(Records to use begins)

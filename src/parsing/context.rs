//! Grammar contexts
//!
//! A [`Context`] ties a name used by grammar actions to the lexical vocabulary the token
//! source must use while it is active. A context is either global (entering it leaves the
//! local scope alone) or carries a factory for a fresh local scope.

use crate::error::GrammarError;
use std::collections::HashMap;
use std::fmt;

pub struct Context<L> {
    name: &'static str,
    vocabulary: &'static str,
    local: Option<fn() -> L>,
}

impl<L> Context<L> {
    /// A context whose activation creates a new local scope
    pub fn new(name: &'static str, vocabulary: &'static str, local: fn() -> L) -> Self {
        Self {
            name,
            vocabulary,
            local: Some(local),
        }
    }

    /// A context that only changes the vocabulary
    pub fn global(name: &'static str, vocabulary: &'static str) -> Self {
        Self {
            name,
            vocabulary,
            local: None,
        }
    }

    pub fn name(&self) -> &'static str {
        self.name
    }

    pub fn vocabulary(&self) -> &'static str {
        self.vocabulary
    }

    pub fn is_global(&self) -> bool {
        self.local.is_none()
    }

    /// A fresh local scope, None for global contexts
    pub fn new_local(&self) -> Option<L> {
        self.local.map(|factory| factory())
    }
}

impl<L> Clone for Context<L> {
    fn clone(&self) -> Self {
        Self {
            name: self.name,
            vocabulary: self.vocabulary,
            local: self.local,
        }
    }
}

impl<L> fmt::Debug for Context<L> {
    fn fmt(&self, f: &mut fmt::Formatter<'_>) -> fmt::Result {
        f.debug_struct("Context")
            .field("name", &self.name)
            .field("vocabulary", &self.vocabulary)
            .field("global", &self.is_global())
            .finish()
    }
}

pub struct ContextTable<L> {
    contexts: HashMap<&'static str, Context<L>>,
}

impl<L> ContextTable<L> {
    pub fn new() -> Self {
        Self {
            contexts: HashMap::new(),
        }
    }

    pub fn define(&mut self, context: Context<L>) -> Result<(), GrammarError> {
        if self.contexts.contains_key(context.name) {
            return Err(GrammarError::DuplicateContext {
                context: context.name.to_string(),
            });
        }
        self.contexts.insert(context.name, context);
        Ok(())
    }

    pub fn get(&self, name: &str) -> Option<&Context<L>> {
        self.contexts.get(name)
    }

    pub fn len(&self) -> usize {
        self.contexts.len()
    }

    pub fn is_empty(&self) -> bool {
        self.contexts.is_empty()
    }
}

impl<L> Clone for ContextTable<L> {
    fn clone(&self) -> Self {
        Self {
            contexts: self.contexts.clone(),
        }
    }
}

impl<L> Default for ContextTable<L> {
    fn default() -> Self {
        Self::new()
    }
}

impl<L> fmt::Debug for ContextTable<L> {
    fn fmt(&self, f: &mut fmt::Formatter<'_>) -> fmt::Result {
        let mut contexts: Vec<_> = self.contexts.values().collect();
        contexts.sort_by_key(|context| context.name);
        f.debug_list().entries(contexts).finish()
    }
}
//! Result accumulators
//!
//! Every grammar collects its result in a global scope object, created fresh for each parse
//! and handed back to the caller when the machine terminates. A global scope carries a slot
//! for the local scope of the active context: entering a context that is not global puts a
//! new local accumulator there, replacing the previous one.

pub trait Scope {
    /// Accumulator type of the grammar's non-global contexts
    type Local;

    fn local_slot(&mut self) -> &mut Option<Self::Local>;

    fn local(&self) -> Option<&Self::Local>;
}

(Records to use ends)

Output only the lines from the one holding "contexts.sort_by_key(|context| context.name);" through the last line above, exactly as they appear.

» **Output of the exercise**
        contexts.sort_by_key(|context| context.name);
        f.debug_list().entries(contexts).finish()
    }
}
//! Result accumulators
//!
//! Every grammar collects its result in a global scope object, created fresh for each parse
//! and handed back to the caller when the machine terminates. A global scope carries a slot
//! for the local scope of the active context: entering a context that is not global puts a
//! new local accumulator there, replacing the previous one.

pub trait Scope {
    /// Accumulator type of the grammar's non-global contexts
    type Local;

    fn local_slot(&mut self) -> &mut Option<Self::Local>;

    fn local(&self) -> Option<&Self::Local>;
}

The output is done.